• Supplied records:
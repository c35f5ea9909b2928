//! カーネル構造体のシンボル名と型名
//!
//! 走査に使う式はすべてここから生成されます。
//! デフォルトは ChibiOS/RT 2.x の名前で、カーネルのバージョンやポートに合わせて
//! `with_*` で個別に差し替えられます。

use crate::expr::Expression;

/// スレッド名として読み取る最大バイト数
pub const DEFAULT_NAME_MAX_LEN: usize = 16;

/// カーネル構造体のレイアウト設定
#[derive(Debug, Clone, PartialEq, Eq)]
pub struct KernelLayout {
    /// スレッドレジストリのルートシンボル
    pub registry_symbol: String,
    /// スレッド制御ブロックの型名
    pub thread_type: String,
    /// 仮想タイマのデルタリストのルートシンボル
    pub timer_list_symbol: String,
    /// 仮想タイマの型名
    pub timer_type: String,
    /// トレースバッファのシンボル
    pub trace_buffer_symbol: String,
    /// トレースイベントの型名
    pub trace_event_type: String,
    /// スレッド名の最大長
    pub name_max_len: usize,
    /// 保存されたスタックポインタのメンバー候補（先頭から順に試す）
    pub stack_members: Vec<String>,
}

impl Default for KernelLayout {
    fn default() -> Self {
        Self {
            registry_symbol: "rlist".to_string(),
            thread_type: "Thread".to_string(),
            timer_list_symbol: "vtlist".to_string(),
            timer_type: "VirtualTimer".to_string(),
            trace_buffer_symbol: "ch_dbg_trace_buffer".to_string(),
            trace_event_type: "ch_swc_event_t".to_string(),
            name_max_len: DEFAULT_NAME_MAX_LEN,
            stack_members: vec!["p_ctx.r13".to_string(), "p_ctx.sp".to_string()],
        }
    }
}

impl KernelLayout {
    pub fn new() -> Self {
        Self::default()
    }

    pub fn with_registry_symbol(mut self, symbol: impl Into<String>) -> Self {
        self.registry_symbol = symbol.into();
        self
    }

    pub fn with_thread_type(mut self, ty: impl Into<String>) -> Self {
        self.thread_type = ty.into();
        self
    }

    pub fn with_timer_list_symbol(mut self, symbol: impl Into<String>) -> Self {
        self.timer_list_symbol = symbol.into();
        self
    }

    pub fn with_timer_type(mut self, ty: impl Into<String>) -> Self {
        self.timer_type = ty.into();
        self
    }

    pub fn with_trace_buffer_symbol(mut self, symbol: impl Into<String>) -> Self {
        self.trace_buffer_symbol = symbol.into();
        self
    }

    pub fn with_trace_event_type(mut self, ty: impl Into<String>) -> Self {
        self.trace_event_type = ty.into();
        self
    }

    pub fn with_name_max_len(mut self, len: usize) -> Self {
        self.name_max_len = len;
        self
    }

    pub fn with_stack_members<I, T>(mut self, members: I) -> Self
    where
        I: IntoIterator<Item = T>,
        T: Into<String>,
    {
        self.stack_members = members.into_iter().map(Into::into).collect();
        self
    }

    /// `(uint32_t)&rlist`
    pub fn registry_head(&self) -> String {
        Expression::symbol(&self.registry_symbol)
            .address_of()
            .scalar()
            .to_string()
    }

    /// `(uint32_t)((Thread *)node)->member`
    pub fn thread_field(&self, node: u64, member: &str) -> String {
        Expression::pointer(&self.thread_type, node)
            .arrow(member)
            .scalar()
            .to_string()
    }

    /// `(uint32_t)&vtlist`
    pub fn timer_list_head(&self) -> String {
        Expression::symbol(&self.timer_list_symbol)
            .address_of()
            .scalar()
            .to_string()
    }

    /// `(uint32_t)((VirtualTimer *)node)->member`
    pub fn timer_field(&self, node: u64, member: &str) -> String {
        Expression::pointer(&self.timer_type, node)
            .arrow(member)
            .scalar()
            .to_string()
    }

    /// `(uint32_t)ch_dbg_trace_buffer.member`
    pub fn trace_buffer_field(&self, member: &str) -> String {
        Expression::symbol(&self.trace_buffer_symbol)
            .member(member)
            .scalar()
            .to_string()
    }

    /// `(uint32_t)sizeof (ch_swc_event_t)`
    pub fn trace_event_size(&self) -> String {
        Expression::size_of(&self.trace_event_type)
            .scalar()
            .to_string()
    }

    /// `(uint32_t)&ch_dbg_trace_buffer.tb_buffer[capacity]`
    pub fn trace_buffer_end(&self, buffer_member: &str, capacity: u64) -> String {
        Expression::symbol(&self.trace_buffer_symbol)
            .member(buffer_member)
            .index(capacity)
            .address_of()
            .scalar()
            .to_string()
    }

    /// `(uint32_t)((ch_swc_event_t *)slot)->member`
    pub fn trace_event_field(&self, slot: u64, member: &str) -> String {
        Expression::pointer(&self.trace_event_type, slot)
            .arrow(member)
            .scalar()
            .to_string()
    }
}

• What is needed: Repeat each record in full; every line must match exactly.

• Solution to this problem:
repository c35f5ea9909b2928
//! カーネル構造体のシンボル名と型名
//!
//! 走査に使う式はすべてここから生成されます。
//! デフォルトは ChibiOS/RT 2.x の名前で、カーネルのバージョンやポートに合わせて
//! `with_*` で個別に差し替えられます。

use crate::expr::Expression;

/// スレッド名として読み取る最大バイト数
pub const DEFAULT_NAME_MAX_LEN: usize = 16;

/// カーネル構造体のレイアウト設定
#[derive(Debug, Clone, PartialEq, Eq)]
pub struct KernelLayout {
    /// スレッドレジストリのルートシンボル
    pub registry_symbol: String,
    /// スレッド制御ブロックの型名
    pub thread_type: String,
    /// 仮想タイマのデルタリストのルートシンボル
    pub timer_list_symbol: String,
    /// 仮想タイマの型名
    pub timer_type: String,
    /// トレースバッファのシンボル
    pub trace_buffer_symbol: String,
    /// トレースイベントの型名
    pub trace_event_type: String,
    /// スレッド名の最大長
    pub name_max_len: usize,
    /// 保存されたスタックポインタのメンバー候補（先頭から順に試す）
    pub stack_members: Vec<String>,
}

impl Default for KernelLayout {
    fn default() -> Self {
        Self {
            registry_symbol: "rlist".to_string(),
            thread_type: "Thread".to_string(),
            timer_list_symbol: "vtlist".to_string(),
            timer_type: "VirtualTimer".to_string(),
            trace_buffer_symbol: "ch_dbg_trace_buffer".to_string(),
            trace_event_type: "ch_swc_event_t".to_string(),
            name_max_len: DEFAULT_NAME_MAX_LEN,
            stack_members: vec!["p_ctx.r13".to_string(), "p_ctx.sp".to_string()],
        }
    }
}

impl KernelLayout {
    pub fn new() -> Self {
        Self::default()
    }

    pub fn with_registry_symbol(mut self, symbol: impl Into<String>) -> Self {
        self.registry_symbol = symbol.into();
        self
    }

    pub fn with_thread_type(mut self, ty: impl Into<String>) -> Self {
        self.thread_type = ty.into();
        self
    }

    pub fn with_timer_list_symbol(mut self, symbol: impl Into<String>) -> Self {
        self.timer_list_symbol = symbol.into();
        self
    }

    pub fn with_timer_type(mut self, ty: impl Into<String>) -> Self {
        self.timer_type = ty.into();
        self
    }

    pub fn with_trace_buffer_symbol(mut self, symbol: impl Into<String>) -> Self {
        self.trace_buffer_symbol = symbol.into();
        self
    }

    pub fn with_trace_event_type(mut self, ty: impl Into<String>) -> Self {
        self.trace_event_type = ty.into();
        self
    }

    pub fn with_name_max_len(mut self, len: usize) -> Self {
        self.name_max_len = len;
        self
    }

    pub fn with_stack_members<I, T>(mut self, members: I) -> Self
    where
        I: IntoIterator<Item = T>,
        T: Into<String>,
    {
        self.stack_members = members.into_iter().map(Into::into).collect();
        self
    }

    /// `(uint32_t)&rlist`
    pub fn registry_head(&self) -> String {
        Expression::symbol(&self.registry_symbol)
            .address_of()
            .scalar()
            .to_string()
    }

    /// `(uint32_t)((Thread *)node)->member`
    pub fn thread_field(&self, node: u64, member: &str) -> String {
        Expression::pointer(&self.thread_type, node)
            .arrow(member)
            .scalar()
            .to_string()
    }

    /// `(uint32_t)&vtlist`
    pub fn timer_list_head(&self) -> String {
        Expression::symbol(&self.timer_list_symbol)
            .address_of()
            .scalar()
            .to_string()
    }

    /// `(uint32_t)((VirtualTimer *)node)->member`
    pub fn timer_field(&self, node: u64, member: &str) -> String {
        Expression::pointer(&self.timer_type, node)
            .arrow(member)
            .scalar()
            .to_string()
    }

    /// `(uint32_t)ch_dbg_trace_buffer.member`
    pub fn trace_buffer_field(&self, member: &str) -> String {
        Expression::symbol(&self.trace_buffer_symbol)
            .member(member)
            .scalar()
            .to_string()
    }

    /// `(uint32_t)sizeof (ch_swc_event_t)`
    pub fn trace_event_size(&self) -> String {
        Expression::size_of(&self.trace_event_type)
            .scalar()
            .to_string()
    }

    /// `(uint32_t)&ch_dbg_trace_buffer.tb_buffer[capacity]`
    pub fn trace_buffer_end(&self, buffer_member: &str, capacity: u64) -> String {
        Expression::symbol(&self.trace_buffer_symbol)
            .member(buffer_member)
            .index(capacity)
            .address_of()
            .scalar()
            .to_string()
    }

    /// `(uint32_t)((ch_swc_event_t *)slot)->member`
    pub fn trace_event_field(&self, slot: u64, member: &str) -> String {
        Expression::pointer(&self.trace_event_type, slot)
            .arrow(member)
            .scalar()
            .to_string()
    }
}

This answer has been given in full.